La Cannabis sativa, conocida popularmente como marihuana, es la sustancia psicoactiva ilícita más consumida en el mundo.
Según la Organización Mundial de la Salud (OMS), aproximadamente 147 millones de personas, lo que representa cerca del 2,5 % de la población global, utilizan regularmente esta planta en alguna de sus formas.
Aunque el uso recreativo del cannabis continúa siendo ilegal en muchos países, su consumo —especialmente entre los jóvenes— ha aumentado de forma significativa en las últimas décadas.
La planta del cannabis contiene más de 500 compuestos químicos, siendo los cannabinoides los principales responsables de sus efectos en el organismo humano. El más conocido y estudiado es el delta-9-tetrahidrocannabinol (THC), responsable de los efectos psicoactivos característicos de la marihuana. Otro componente importante es el cannabidiol (CBD), que no produce intoxicación y ha sido objeto de investigación por sus posibles propiedades terapéuticas, como efectos ansiolíticos, anticonvulsivos y antiinflamatorios.
El cannabis puede ser consumido de diversas formas: por inhalación (fumado, vaporizado, dab), por ingestión oral (alimentos o aceites), uso sublingual, tópico o incluso rectal (supositorios). La vía de administración influye directamente en el inicio, la intensidad y la duración de los efectos de la sustancia. Por ejemplo, el uso inhalado produce un efecto casi inmediato, mientras que la administración oral tiene un inicio más lento pero efectos más prolongados.
En las últimas décadas, se ha observado un aumento significativo en la potencia de los productos derivados del cannabis, especialmente con el surgimiento de extractos con altas concentraciones de THC. Este fenómeno ha contribuido a una mayor incidencia de intoxicaciones, aparición de trastornos psiquiátricos inducidos por el cannabis y síntomas graves en niños que ingieren accidentalmente productos con altos niveles de THC.

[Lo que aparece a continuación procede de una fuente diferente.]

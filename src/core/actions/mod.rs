// Platform actions and their deferred execution.

pub mod action_scheduler;
pub mod audit_log;
pub mod moderation_actions;

pub use action_scheduler::{ActionScheduler, TokioScheduler};
pub use moderation_actions::{ActionError, ModerationActions, RetryingActions};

Paralelamente, ha crecido el interés médico y científico por los posibles usos terapéuticos del cannabis y sus derivados. En varios países, incluidos algunos estados de los Estados Unidos, se han utilizado productos con cannabinoides en el tratamiento de dolor crónico, espasticidad asociada a la esclerosis múltiple, náuseas inducidas por quimioterapia y formas raras de epilepsia infantil. Sin embargo, el uso medicinal del cannabis sigue siendo motivo de controversias y carece de evidencia científica robusta en muchas de sus indicaciones actuales.